FEMS Microbiology Letters Poster Prize: Manuela Fuchs

Anaerobe 2021: The Microbiota and Beyond
Manuela Fuchs

FEMS Microbiology Letters awarded one poster prize at the Anaerobe 2021: The Microbiota and Beyond, a meeting of the Microbiology Society and the Society for Anaerobic Microbiology (15–16 July 2021). Congratulations to Manuela Fuchs from the University of Wuerzburg (Germany), who was awarded the Poster Prize for her poster Global discovery of Hfq-associated sRNA-target networks in C. difficile.

Read our interview with Manuela about her research below:

 

 

What is your current position, and what was your scientific journey to get there?

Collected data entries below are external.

impl std::fmt::Display for UpgradeCategory {
    fn fmt(&self, f: &mut std::fmt::Formatter<'_>) -> std::fmt::Result {
        match self {
            UpgradeCategory::Power => write!(f, "Power"),
            UpgradeCategory::ForcedInduction => write!(f, "Forced Induction"),
            UpgradeCategory::Tune => write!(f, "Tune"),
            UpgradeCategory::Exhaust => write!(f, "Exhaust"),
            UpgradeCategory::Chassis => write!(f, "Chassis"),
            UpgradeCategory::Brakes => write!(f, "Brakes"),
            UpgradeCategory::Cooling => write!(f, "Cooling"),
            UpgradeCategory::Wheels => write!(f, "Wheels"),
            UpgradeCategory::Tires => write!(f, "Tires"),
            UpgradeCategory::Aero => write!(f, "Aero"),
            UpgradeCategory::Drivetrain => write!(f, "Drivetrain"),
        }
    }
}

/// Rough aggressiveness of an upgrade, independent of the platform cost tier.
#[derive(Debug, Clone, Copy, PartialEq, Eq, Hash, PartialOrd, Ord, Serialize, Deserialize)]
#[serde(rename_all = "snake_case")]
pub enum UpgradeTier {
    Street,
    Track,
    Attack,
    Ultimate,
}

/// Which vehicles an item can be fitted to.
#[derive(Debug, Clone, PartialEq, Serialize, Deserialize)]
pub struct Applicability {
    pub layouts: BTreeSet<ChassisLayout>,
    /// When present, the vehicle's engine must match one of these
    #[serde(default)]
    pub architectures: Option<Vec<EngineArchitecture>>,
}

impl Applicability {
    pub fn any_layout() -> Self {
        Self {
            layouts: BTreeSet::from([
                ChassisLayout::FrontEngine,
                ChassisLayout::MidEngine,
                ChassisLayout::RearEngine,
            ]),
            architectures: None,
        }
    }
}

/// Hard-metric contribution of a module.
#[derive(Debug, Clone, Default, PartialEq, Serialize, Deserialize)]
#[serde(default)]
pub struct MetricDeltas {
    pub hp_gain: f64,
    /// Seconds taken off the 0-60 time; estimated from hp gain when absent.
    /// Negative for drag-adding trade-offs.
    pub zero_to_sixty_improvement_s: Option<f64>,
    pub braking_improvement_ft: f64,
    pub grip_improvement_g: f64,
}

/// Module or package.
#[derive(Debug, Clone, PartialEq, Serialize, Deserialize)]
#[serde(rename_all = "snake_case")]
pub enum ItemKind {
    Module,
    /// A bundle expanding to the listed module keys, in order
    Package { modules: Vec<String> },
}

/// A single catalog entry.
///
/// Packages share every field with modules but contribute score and metric
/// deltas only through their expanded modules.
#[derive(Debug, Clone, PartialEq, Serialize, Deserialize)]
pub struct UpgradeItem {
    pub key: String,
    pub name: String,
    pub category: UpgradeCategory,
    pub tier: UpgradeTier,
    pub kind: ItemKind,
    pub applicability: Applicability,
    #[serde(default)]
    pub score_deltas: ScoreVector,
    #[serde(default)]
    pub metric_deltas: MetricDeltas,
    pub base_cost: CostRange,
    /// Items sharing a group are mutually exclusive
    #[serde(default)]
    pub conflict_group: Option<String>,
}

impl UpgradeItem {
    /// A module fitting every layout, with no deltas and no conflict group.
    pub fn module(
        key: &str,
        name: &str,
        category: UpgradeCategory,
        tier: UpgradeTier,
        base_cost: CostRange,
    ) -> Self {
        Self {
            key: key.to_string(),
            name: name.to_string(),
            category,
            tier,
            kind: ItemKind::Module,
            applicability: Applicability::any_layout(),
            score_deltas: ScoreVector::default(),
            metric_deltas: MetricDeltas::default(),
            base_cost,
            conflict_group: None,
        }
    }

    pub fn package(
        key: &str,
        name: &str,
        category: UpgradeCategory,
        tier: UpgradeTier,
        modules: &[&str],
        base_cost: CostRange,
    ) -> Self {
        Self {
            kind: ItemKind::Package {
                modules: modules.iter().map(|m| m.to_string()).collect(),
            },
            ..Self::module(key, name, category, tier, base_cost)
        }
    }

    pub fn in_conflict_group(mut self, group: &str) -> Self {
        self.conflict_group = Some(group.to_string());
        self
    }

    pub fn with_score_deltas(mut self, deltas: &[(ScoreCategory, f64)]) -> Self {
        for (category, delta) in deltas {
            self.score_deltas.set(*category, *delta);
        }
        self
    }

    pub fn with_metric_deltas(mut self, deltas: MetricDeltas) -> Self {
        self.metric_deltas = deltas;
        self
    }

    pub fn with_hp_gain(mut self, hp_gain: f64) -> Self {
        self.metric_deltas.hp_gain = hp_gain;
        self
    }

    pub fn for_layouts(mut self, layouts: &[ChassisLayout]) -> Self {
        self.applicability.layouts = layouts.iter().copied().collect();
        self
    }

    pub fn for_architectures(mut self, architectures: &[EngineArchitecture]) -> Self {
        self.applicability.architectures = Some(architectures.to_vec());
        self
    }

    pub fn is_package(&self) -> bool {
        matches!(self.kind, ItemKind::Package { .. })
    }

    pub fn package_modules(&self) -> &[String] {
        match &self.kind {
            ItemKind::Module => &[],
            ItemKind::Package { modules } => modules,
        }
    }
}

/// A named set of keys of which at most one may be selected.
#[derive(Debug, Clone, PartialEq, Eq, Serialize, Deserialize)]
pub struct ConflictGroup {
    pub id: String,
    pub members: Vec<String>,
}

/// Serialized form of a catalog, as shipped by the catalog data source.
#[derive(Debug, Clone, PartialEq, Serialize, Deserialize)]
pub struct CatalogDocument {
    pub version: u32,
    pub items: Vec<UpgradeItem>,
    #[serde(default)]
    pub cost_table: CostTierTable,
    #[serde(default)]
    pub metric_modifiers: Vec<MetricModifier>,
}

/// Read-only, indexed upgrade catalog.
///
/// Built once from a [`CatalogDocument`]; lookups by key are O(1) and by
/// category O(category size). Catalog order is the document order and is the
/// stable order used when normalizing restored selections.
#[derive(Debug)]
pub struct UpgradeCatalog {
    version: u32,
    items: Vec<UpgradeItem>,
    by_key: HashMap<String, usize>,
    by_category: HashMap<UpgradeCategory, Vec<usize>>,
    conflict_groups: BTreeMap<String, Vec<String>>,
    cost_table: CostTierTable,
    metric_modifiers: HashMap<(String, String), f64>,
}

Following, my Bachelor Thesis at the Helmholtz Centre for Infection Research and my Master Thesis at the Robert Koch Institute, I joined the research group of Franziska Faber at the Institute for Molecular Infection Biology, University of Wuerzburg. We are interested in the RNA biology of C. difficile with my PhD project focusing on the well-known RNA binding protein Hfq and its target spectrum in C. difficile.”

 

Could you describe the research your poster covered?

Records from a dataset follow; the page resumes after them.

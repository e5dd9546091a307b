use std::{path::PathBuf, sync::Arc};

use clap::{Args as ClapArgs, Parser, Subcommand};
use log::error;
use tunecraft::{
    BuildResolver, BuildStorage, EngineConfig, FileBasedStorage, TunecraftError, UpgradeCatalog,
    vehicle::find_vehicle,
};

#[derive(Parser, Debug)]
#[command(version, about, long_about = None)]
#[command(propagate_version = true)]
struct Args {
    #[command(subcommand)]
    command: Commands,
}

/// Where to find the vehicle and the catalog to resolve against.
#[derive(ClapArgs, Debug)]
struct VehicleArgs {
    /// Vehicle profile file (.json or .jsonl)
    #[arg(short, long)]
    vehicle: PathBuf,

    /// Vehicle id, required when the file holds more than one vehicle
    #[arg(long)]
    id: Option<String>,

    /// Catalog document to use instead of the built-in catalog
    #[arg(short, long)]
    catalog: Option<PathBuf>,
}

#[derive(Subcommand, Debug)]
enum Commands {
    /// Resolve a selection of upgrade keys and print the build as JSON
    Resolve {
        #[command(flatten)]
        vehicle: VehicleArgs,

        #[arg(short, long, value_delimiter = ',')]
        select: Vec<String>,
    },
    /// List the catalog items that fit a vehicle
    Compatible {
        #[command(flatten)]
        vehicle: VehicleArgs,
    },
    /// Resolve a selection and store it under a name
    Save {
        #[command(flatten)]
        vehicle: VehicleArgs,

        #[arg(short, long, value_delimiter = ',')]
        select: Vec<String>,

        #[arg(short, long)]
        name: String,

        /// Build storage directory, defaults to the user data directory
        #[arg(long)]
        storage: Option<PathBuf>,
    },
    /// List saved builds
    Builds {
        #[arg(long)]
        vehicle_id: Option<String>,

        #[arg(long)]
        storage: Option<PathBuf>,
    },
    /// Delete a saved build
    Delete {
        #[arg(long)]
        vehicle_id: String,

        #[arg(short, long)]
        name: String,

        #[arg(long)]
        storage: Option<PathBuf>,
    },
}

fn resolver(catalog: Option<&PathBuf>) -> Result<BuildResolver, TunecraftError> {
    let catalog = match catalog {
        Some(path) => UpgradeCatalog::from_file(path)?,
        None => UpgradeCatalog::builtin(),
    };
    let config = EngineConfig::from_local_file()?.unwrap_or_default();
    BuildResolver::new(Arc::new(catalog), config)
}

fn storage(path: Option<&PathBuf>) -> Result<FileBasedStorage, TunecraftError> {
    match path {
        Some(path) => FileBasedStorage::new(path.clone()),
        None => FileBasedStorage::new_default(),
    }
}

fn resolve(args: &VehicleArgs, select: &[String]) -> Result<(), TunecraftError> {
    let vehicle = find_vehicle(&args.vehicle, args.id.as_deref())?;
    let build = resolver(args.catalog.as_ref())?.resolve(&vehicle, select)?;
    for warning in &build.warnings {
        eprintln!("warning: {warning}");
    }
    let output = serde_json::to_string_pretty(&build)
        .map_err(|e| TunecraftError::BuildSerializeError { source: e })?;
    println!("{output}");
    Ok(())
}

fn compatible(args: &VehicleArgs) -> Result<(), TunecraftError> {
    let vehicle = find_vehicle(&args.vehicle, args.id.as_deref())?;
    let resolver = resolver(args.catalog.as_ref())?;
    let items = resolver.compatible_items(&vehicle)?;

    println!("{} ({}, {})", vehicle.name, vehicle.layout, vehicle.architecture);
    for (category, group) in resolver.catalog().grouped_by_category(items) {
        println!("{category}");
        for item in group {
            let exclusive = item
                .conflict_group
                .as_deref()
                .map(|g| format!(" [{g}]"))
                .unwrap_or_default();
            println!(
                "  {:<28} {:?} ${}-{}{}",
                item.key, item.tier, item.base_cost.low, item.base_cost.high, exclusive
            );
        }
    }
    Ok(())
}

fn save(
    args: &VehicleArgs,
    select: &[String],
    name: &str,
    storage_path: Option<&PathBuf>,
) -> Result<(), TunecraftError> {
    let vehicle = find_vehicle(&args.vehicle, args.id.as_deref())?;
    let build = resolver(args.catalog.as_ref())?.resolve(&vehicle, select)?;
    for warning in &build.warnings {
        eprintln!("warning: {warning}");
    }
    let saved = build.to_saved_build(name);
    storage(storage_path)?.save_build(&saved)?;
    println!(
        "Saved '{}' for {}: +{:.0} hp, ${}-{} ({})",
        saved.name, saved.vehicle_id, saved.hp_gain, saved.cost.low, saved.cost.high, saved.confidence
    );
    Ok(())
}

fn builds(vehicle_id: Option<&str>, storage_path: Option<&PathBuf>) -> Result<(), TunecraftError> {
    for build in storage(storage_path)?.list_builds(vehicle_id)? {
        println!(
            "{:<24} {:<24} {} items, +{:.0} hp, ${}-{}",
            build.vehicle_id,
            build.name,
            build.selection.len(),
            build.hp_gain,
            build.cost.low,
            build.cost.high
        );
    }
    Ok(())
}

fn run(command: &Commands) -> Result<(), TunecraftError> {
    match command {
        Commands::Resolve { vehicle, select } => resolve(vehicle, select),
        Commands::Compatible { vehicle } => compatible(vehicle),
        Commands::Save {
            vehicle,
            select,
            name,
            storage,
        } => save(vehicle, select, name, storage.as_ref()),
        Commands::Builds {
            vehicle_id,
            storage,
        } => builds(vehicle_id.as_deref(), storage.as_ref()),
        Commands::Delete {
            vehicle_id,
            name,
            storage: storage_path,
        } => storage(storage_path.as_ref())?.delete_build(vehicle_id, name),
    }
}

fn main() {
    #[cfg(debug_assertions)]
    colog::init();

    let cli = Args::parse();
    if let Err(e) = run(&cli.command) {
        error!("{e}");
        eprintln!("error: {e}");
        std::process::exit(1);
    }
}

In Gram-negative species, the function of many small regulatory RNAs (sRNAs) is mediated by the RNA chaperone Hfq, a RNA binding protein that facilitating the base-pairing between sRNAs and their target mRNAs. These interactions may affect transcription, translation and/or mRNA stability thereby influencing bacterial physiology and virulence.

By using high throughput RNA-sequencing technologies, we were able to provide the first example of extensive Hfq-dependent post-transcriptional regulation in a gram-positive bacterium. Additionally, we characterized a newly identified sRNA-mRNA interaction by describing a regulatory function of sRNA CDIF630nc085 in ethanolamine utilization, an abundant intestinal carbon and nitrogen source known to impact C. difficile pathogenicity.”

 

What do you hope to focus your research on in the future?

In the near future, my PhD project will be focusing on functionally characterizing additional sRNA-mRNA interactions that may affect C. difficile pathogenicity, since we have barely scratched the surface so far. After completing my PhD, I would like to continue research in infection biology, as I think it is a highly interesting and relevant field of research.”